### Record set
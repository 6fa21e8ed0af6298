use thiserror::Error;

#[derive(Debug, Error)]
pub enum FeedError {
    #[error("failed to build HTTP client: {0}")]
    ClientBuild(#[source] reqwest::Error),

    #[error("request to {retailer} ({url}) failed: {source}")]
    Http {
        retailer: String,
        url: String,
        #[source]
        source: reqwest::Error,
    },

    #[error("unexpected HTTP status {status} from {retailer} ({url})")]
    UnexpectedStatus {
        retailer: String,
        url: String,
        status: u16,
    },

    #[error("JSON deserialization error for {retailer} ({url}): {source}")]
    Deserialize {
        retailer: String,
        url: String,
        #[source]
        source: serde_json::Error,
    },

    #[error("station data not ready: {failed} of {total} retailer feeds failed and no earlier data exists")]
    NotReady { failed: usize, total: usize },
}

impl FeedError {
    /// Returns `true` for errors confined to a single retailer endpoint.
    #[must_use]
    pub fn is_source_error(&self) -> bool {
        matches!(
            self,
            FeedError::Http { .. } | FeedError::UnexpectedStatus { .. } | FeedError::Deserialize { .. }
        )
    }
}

### What the exercise asks
Give an exact transcription of the data shown above.

### Response
repository 6fa21e8ed0af6298
use thiserror::Error;

#[derive(Debug, Error)]
pub enum FeedError {
    #[error("failed to build HTTP client: {0}")]
    ClientBuild(#[source] reqwest::Error),

    #[error("request to {retailer} ({url}) failed: {source}")]
    Http {
        retailer: String,
        url: String,
        #[source]
        source: reqwest::Error,
    },

    #[error("unexpected HTTP status {status} from {retailer} ({url})")]
    UnexpectedStatus {
        retailer: String,
        url: String,
        status: u16,
    },

    #[error("JSON deserialization error for {retailer} ({url}): {source}")]
    Deserialize {
        retailer: String,
        url: String,
        #[source]
        source: serde_json::Error,
    },

    #[error("station data not ready: {failed} of {total} retailer feeds failed and no earlier data exists")]
    NotReady { failed: usize, total: usize },
}

impl FeedError {
    /// Returns `true` for errors confined to a single retailer endpoint.
    #[must_use]
    pub fn is_source_error(&self) -> bool {
        matches!(
            self,
            FeedError::Http { .. } | FeedError::UnexpectedStatus { .. } | FeedError::Deserialize { .. }
        )
    }
}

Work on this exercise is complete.